AI時代のエンジニアに必要なのは「消す勇気」
2026年03月11日19時30分
個人開発をちょこちょこ進めていますが、ある機能をAIと壁打ちしながら完成させました。その機能は画期的で、UIを見て惚れ惚れしてしまうほどでした。
しかし実際に数日、自分でその機能を試していると、徐々に使いにくい部分がどんどん気になるようになりました。結果として、私はAIにその機能に関連するコードの削除を依頼しました。
その機能を消した途端、アプリはシンプルになり、今はそこに課金の要素を見出して別の機能開発を進めています。
このようにすぐ機能を消せるというのは、個人開発の大きなメリットだと思います。チームで開発していると、なかなかこうはいきません。その機能に関わるメンバーや工数、さまざまな感情など、捨てきれない要素が多く、サンクコストがどんどん拡大してしまいます。
散々言われていることですが、AIで開発したものは、これらの感情を一切排除して削除できます。AIのメリットの一つだと思います。
これからのAIに負けない個人的な立ち回りとして、自分の作業が消えてもよいというマインドを持ち、消えてしまうことに負の感情を持たないことが重要だと思います。とはいえ人間なのでそれは簡単ではありませんし、自分がそのマインドを持っていたとしても、他の人が気にしてしまう可能性を完全に排除することは難しいでしょう。
そこで、それらの障壁をなくすためにできそうなことをいくつか考えてみました。
1. まずは自分がそういうマインドを持っている人間だと表明する
このブログを書いた目的はそこにあります。自分の作業はすべて無になることが至高の喜びであり、自分の消しやすい作業はチームの思考を加速させていると考えています。チームとして「私たちはそういうチームなのだ」と宣言することも大事だと思います。
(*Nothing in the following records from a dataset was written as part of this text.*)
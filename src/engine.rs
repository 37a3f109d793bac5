use rand::Rng;
use std::fmt;
use std::str::FromStr;
use std::sync::OnceLock;

/// A direction to slide/merge tiles.
///
/// The declaration order is the tie-break priority used by the move selector.
#[derive(Debug, Clone, Copy, PartialEq, Eq, Hash)]
pub enum Move {
    Up,
    Down,
    Left,
    Right,
}

impl Move {
    /// All four directions in tie-break order.
    pub const ALL: [Move; 4] = [Move::Up, Move::Down, Move::Left, Move::Right];

    #[inline]
    pub fn index(self) -> usize {
        match self {
            Move::Up => 0,
            Move::Down => 1,
            Move::Left => 2,
            Move::Right => 3,
        }
    }
}

impl fmt::Display for Move {
    fn fmt(&self, f: &mut fmt::Formatter<'_>) -> fmt::Result {
        let name = match self {
            Move::Up => "UP",
            Move::Down => "DOWN",
            Move::Left => "LEFT",
            Move::Right => "RIGHT",
        };
        f.pad(name)
    }
}

const LINE_TABLE_SIZE: usize = 0x1_0000; // every 16-bit line of four nibbles

/// Highest rank a packed cell can hold (face value 32768).
pub const MAX_RANK: u8 = 15;

type BoardRaw = u64;
type Line = u64;

/// Packed 4x4 board: 16 cells of 4-bit ranks in a `u64`, row-major, cell 0 in
/// the most significant nibble.
///
/// A rank `r > 0` is the tile with face value `2^r`; rank 0 is an empty cell.
/// `Board` is `Copy`, so every search branch works on its own value.
#[derive(Clone, Copy, PartialEq, Eq, Hash, Default)]
pub struct Board(BoardRaw);

impl Board {
    /// A constant empty board (all zeros).
    pub const EMPTY: Board = Board(0);

    /// Construct a `Board` from its raw packed representation.
    #[inline]
    pub fn from_raw(raw: BoardRaw) -> Self { Board(raw) }

    /// The raw packed `u64`.
    #[inline]
    pub fn raw(&self) -> BoardRaw { self.0 }

    /// Build a board from per-cell ranks (0 = empty).
    pub fn from_ranks(ranks: [[u8; 4]; 4]) -> Result<Self, BoardError> {
        let mut raw = 0u64;
        for (idx, &rank) in ranks.iter().flatten().enumerate() {
            if rank > MAX_RANK {
                return Err(BoardError::RankTooLarge(rank));
            }
            raw |= (rank as u64) << (60 - 4 * idx);
        }
        Ok(Board(raw))
    }

    /// Build a board from face values as the game displays them (0, 2, 4, 8, ...).
    ///
    /// ```
    /// use expectimax_2048::engine::Board;
    /// let b = Board::from_values([[2, 2, 0, 0], [0; 4], [0; 4], [0, 0, 0, 1024]]).unwrap();
    /// assert_eq!(b.tile_value(15), 1024);
    /// assert_eq!(b.count_empty(), 13);
    /// ```
    pub fn from_values(values: [[u32; 4]; 4]) -> Result<Self, BoardError> {
        let mut ranks = [[0u8; 4]; 4];
        for (row, row_values) in values.iter().enumerate() {
            for (col, &value) in row_values.iter().enumerate() {
                ranks[row][col] = value_to_rank(value)?;
            }
        }
        Self::from_ranks(ranks)
    }

    /// Rank stored at `idx` (0..16, row-major).
    #[inline]
    pub fn rank(self, idx: usize) -> u8 { ((self.0 >> (60 - 4 * idx)) & 0xf) as u8 }

    /// Face value at `idx` (0 if empty).
    #[inline]
    pub fn tile_value(self, idx: usize) -> u32 {
        match self.rank(idx) {
            0 => 0,
            r => 1 << r,
        }
    }

    /// Face values as a 4x4 grid.
    pub fn values(self) -> [[u32; 4]; 4] {
        let mut grid = [[0u32; 4]; 4];
        for (idx, cell) in grid.iter_mut().flatten().enumerate() {
            *cell = self.tile_value(idx);
        }
        grid
    }

    /// Return the board with `rank` written into cell `idx`.
    #[inline]
    pub fn with_tile(self, idx: usize, rank: u8) -> Self {
        let shift = 60 - 4 * idx;
        Board((self.0 & !(0xf << shift)) | (((rank & 0xf) as u64) << shift))
    }

    /// Slide/merge tiles in `dir` (no random insert).
    ///
    /// Equal to `self` when nothing can move or merge in that direction.
    ///
    /// ```
    /// use expectimax_2048::engine::{Board, Move};
    /// let b = Board::from_values([[0, 2, 0, 2], [0; 4], [0; 4], [0; 4]]).unwrap();
    /// assert_eq!(b.shift(Move::Left).tile_value(0), 4);
    /// assert_eq!(b.shift(Move::Up), b);
    /// ```
    #[inline]
    pub fn shift(self, dir: Move) -> Self { LineTables::global().apply(dir, self) }

    /// Number of empty cells.
    #[inline]
    pub fn count_empty(self) -> u64 { 16 - count_non_empty(self) }

    /// Indices (row-major) of the empty cells.
    pub fn empty_cells(self) -> Vec<usize> {
        let mut cells = Vec::with_capacity(self.count_empty() as usize);
        cells.extend((0..16).filter(|&idx| self.rank(idx) == 0));
        cells
    }

    /// Insert a random 2 (90%) or 4 (10%) tile into a random empty cell.
    ///
    /// A full board is returned unchanged.
    pub fn with_random_tile<R: Rng + ?Sized>(self, rng: &mut R) -> Self {
        let cells = self.empty_cells();
        if cells.is_empty() {
            return self;
        }
        let idx = cells[rng.gen_range(0..cells.len())];
        let rank = if rng.gen_range(0..10) < 9 { 1 } else { 2 };
        self.with_tile(idx, rank)
    }

    /// Shift, then insert a random tile if the shift changed the board.
    pub fn make_move<R: Rng + ?Sized>(self, dir: Move, rng: &mut R) -> Self {
        let moved = self.shift(dir);
        if moved != self { moved.with_random_tile(rng) } else { self }
    }

    /// Directions whose shift changes the board.
    pub fn legal_moves(self) -> Vec<Move> {
        Move::ALL.into_iter().filter(|&dir| self.shift(dir) != self).collect()
    }

    /// True if no move in any direction changes the board.
    pub fn is_game_over(self) -> bool { Move::ALL.iter().all(|&dir| self.shift(dir) == self) }

    /// Game score: each tile of rank `r >= 2` contributes `(r - 1) * 2^r`,
    /// the sum of every merge that produced it.
    pub fn score(self) -> u64 {
        (0..16)
            .map(|idx| self.rank(idx) as u64)
            .filter(|&r| r >= 2)
            .map(|r| (r - 1) * (1 << r))
            .sum()
    }

    /// Highest face value on the board.
    pub fn highest_tile(self) -> u32 {
        (0..16).map(|idx| self.tile_value(idx)).max().unwrap_or(0)
    }
}

impl fmt::Debug for Board {
    fn fmt(&self, f: &mut fmt::Formatter<'_>) -> fmt::Result {
        write!(f, "Board({:#018x})", self.0)
    }
}

impl fmt::Display for Board {
    fn fmt(&self, f: &mut fmt::Formatter<'_>) -> fmt::Result {
        for (row_idx, row) in self.values().iter().enumerate() {
            if row_idx > 0 {
                writeln!(f, "---------------------------")?;
            }
            let cells: Vec<String> = row
                .iter()
                .map(|&v| if v == 0 { format!("{:>6}", "") } else { format!("{:>6}", v) })
                .collect();
            writeln!(f, "{}", cells.join("|"))?;
        }
        Ok(())
    }
}

impl From<BoardRaw> for Board { fn from(v: BoardRaw) -> Self { Board::from_raw(v) } }
impl From<Board> for BoardRaw { fn from(b: Board) -> Self { b.raw() } }

/// Parse 16 face values; rows may be separated by `/`, `;` or newlines and
/// cells by whitespace or commas. `.` is accepted for an empty cell.
///
/// ```
/// use expectimax_2048::engine::Board;
/// let b: Board = "2 2 . . / 0 0 0 0 / 0 0 0 0 / 0 0 0 4".parse().unwrap();
/// assert_eq!(b.tile_value(1), 2);
/// assert_eq!(b.tile_value(15), 4);
/// ```
impl FromStr for Board {
    type Err = BoardError;

    fn from_str(s: &str) -> Result<Self, Self::Err> {
        let tokens: Vec<&str> = s
            .split(|c: char| c.is_whitespace() || matches!(c, ',' | '/' | ';' | '|'))
            .filter(|t| !t.is_empty())
            .collect();
        if tokens.len() != 16 {
            return Err(BoardError::CellCount(tokens.len()));
        }
        let mut values = [[0u32; 4]; 4];
        for (idx, token) in tokens.iter().enumerate() {
            values[idx / 4][idx % 4] = match *token {
                "." => 0,
                t => t.parse().map_err(|_| BoardError::Token(t.to_string()))?,
            };
        }
        Board::from_values(values)
    }
}

#[derive(thiserror::Error, Debug, PartialEq, Eq)]
pub enum BoardError {
    #[error("expected 16 cells, got {0}")]
    CellCount(usize),
    #[error("cell value {0} is not a power of two")]
    NotPowerOfTwo(u32),
    #[error("cell value {0} exceeds the largest packable tile (32768)")]
    ValueTooLarge(u32),
    #[error("cell rank {0} exceeds 15")]
    RankTooLarge(u8),
    #[error("unparsable cell {0:?}")]
    Token(String),
}

fn value_to_rank(value: u32) -> Result<u8, BoardError> {
    match value {
        0 => Ok(0),
        1 => Err(BoardError::NotPowerOfTwo(1)),
        v if !v.is_power_of_two() => Err(BoardError::NotPowerOfTwo(v)),
        v if v > 1 << MAX_RANK => Err(BoardError::ValueTooLarge(v)),
        v => Ok(v.trailing_zeros() as u8),
    }
}

/// The slide-and-merge primitive the search is built on.
///
/// Implementations must be deterministic and must return a board equal to the
/// input when nothing can move or merge in `dir`; the search relies on that
/// no-op property as its legality test.
pub trait Transition: Sync {
    fn apply(&self, dir: Move, board: Board) -> Board;
}

impl<T: Transition + ?Sized> Transition for &T {
    #[inline]
    fn apply(&self, dir: Move, board: Board) -> Board { (**self).apply(dir, board) }
}

/// Lookup-table implementation of [`Transition`]: one precomputed result per
/// possible 16-bit line and direction.
pub struct LineTables {
    left: Box<[u16]>,
    right: Box<[u16]>,
}

static TABLES: OnceLock<LineTables> = OnceLock::new();

impl LineTables {
    /// Shared tables, built on first use.
    pub fn global() -> &'static LineTables { TABLES.get_or_init(LineTables::build) }

    fn build() -> Self {
        // Allocate on the heap to avoid large stack frames
        let mut left = vec![0u16; LINE_TABLE_SIZE];
        let mut right = vec![0u16; LINE_TABLE_SIZE];
        for line in 0..LINE_TABLE_SIZE {
            let cells = unpack_line(line as u16);
            left[line] = pack_line(slide_line(cells));
            let mut rev = cells;
            rev.reverse();
            let mut slid = slide_line(rev);
            slid.reverse();
            right[line] = pack_line(slid);
        }
        Self { left: left.into_boxed_slice(), right: right.into_boxed_slice() }
    }

    #[inline(always)]
    fn entry(table: &[u16], line: u16) -> u16 {
        // every u16 indexes a table of LINE_TABLE_SIZE entries
        table[line as usize]
    }

    fn shift_rows(&self, board: Board, table: &[u16]) -> Board {
        let res = (0..4).fold(0u64, |acc, row_idx| {
            let row = extract_line(board.0, row_idx) as u16;
            acc | ((Self::entry(table, row) as u64) << (48 - 16 * row_idx))
        });
        Board(res)
    }
}

impl Transition for LineTables {
    fn apply(&self, dir: Move, board: Board) -> Board {
        match dir {
            Move::Left => self.shift_rows(board, &self.left),
            Move::Right => self.shift_rows(board, &self.right),
            // Columns become rows under transposition; Up slides toward index 0 like Left.
            Move::Up => Board(transpose(self.shift_rows(Board(transpose(board.0)), &self.left).0)),
            Move::Down => Board(transpose(self.shift_rows(Board(transpose(board.0)), &self.right).0)),
        }
    }
}

// Credit to Nneonneo
pub(crate) fn transpose(x: BoardRaw) -> BoardRaw {
    let a1 = x & 0xF0F00F0FF0F00F0F;
    let a2 = x & 0x0000F0F00000F0F0;
    let a3 = x & 0x0F0F00000F0F0000;
    let a = a1 | (a2 << 12) | (a3 >> 12);
    let b1 = a & 0xFF00FF0000FF00FF;
    let b2 = a & 0x00FF00FF00000000;
    let b3 = a & 0x00000000FF00FF00;
    b1 | (b2 >> 24) | (b3 << 24)
}

fn extract_line(board: BoardRaw, line_idx: u64) -> Line {
    (board >> ((3 - line_idx) * 16)) & 0xffff
}

fn unpack_line(line: u16) -> [u8; 4] {
    [(line >> 12) as u8 & 0xf, (line >> 8) as u8 & 0xf, (line >> 4) as u8 & 0xf, line as u8 & 0xf]
}

fn pack_line(cells: [u8; 4]) -> u16 {
    (cells[0] as u16) << 12 | (cells[1] as u16) << 8 | (cells[2] as u16) << 4 | cells[3] as u16
}

/// Slide a line toward index 0, merging each equal pair at most once.
/// Two tiles already at `MAX_RANK` do not merge; the packed cell cannot hold the result.
fn slide_line(cells: [u8; 4]) -> [u8; 4] {
    let mut out = [0u8; 4];
    let mut len = 0;
    let mut merged_last = false;
    for &rank in cells.iter().filter(|&&r| r != 0) {
        if len > 0 && !merged_last && out[len - 1] == rank && rank < MAX_RANK {
            out[len - 1] += 1;
            merged_last = true;
        } else {
            out[len] = rank;
            len += 1;
            merged_last = false;
        }
    }
    out
}

fn count_non_empty(board: Board) -> u64 {
    let mut board_copy = board.0;
    board_copy |= board_copy >> 1;
    board_copy |= board_copy >> 2;
    board_copy &= 0x1111111111111111;
    board_copy.count_ones() as u64
}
実装していて違和感があれば、自分から消すことを提案してもよいかもしれません。
2. AIにやらせる
また、AIにコードを書かせることも重要です。私はCursorでコードを書いていますが、ほとんど自分では書いていません。アクティビティを見ると、Tab Acceptすらせず、ほぼAgentsが自動生成していました。自分の作業ではないので消しやすいです。つまり、コードに感情が乗っていません。
3. スピードが大事
そもそものサンクコストを減らしましょう。工数が多い場合は、最短でリリースできる方法を考えるべきです。スパイク実装も効果的です。
4. 部屋の掃除をする
半分冗談ですが、消すこと・消されることに喜びを感じるようになる効果があります。部屋のものを極限まで減らしてみると、違和感のあるものが意味もなく残っていることに不快感を覚えるようになります。
今回この記事を書きながら、自分がこれまで働いてきて作ってきた負債や作業途中のものが、途中で消えてきたことを思い出していました。
シンプルに迷惑だった負債があったことも否定できません。しかし、それも含めて自分の価値なのだと思えるようになってきたのは、良い進歩だと自己分析しています。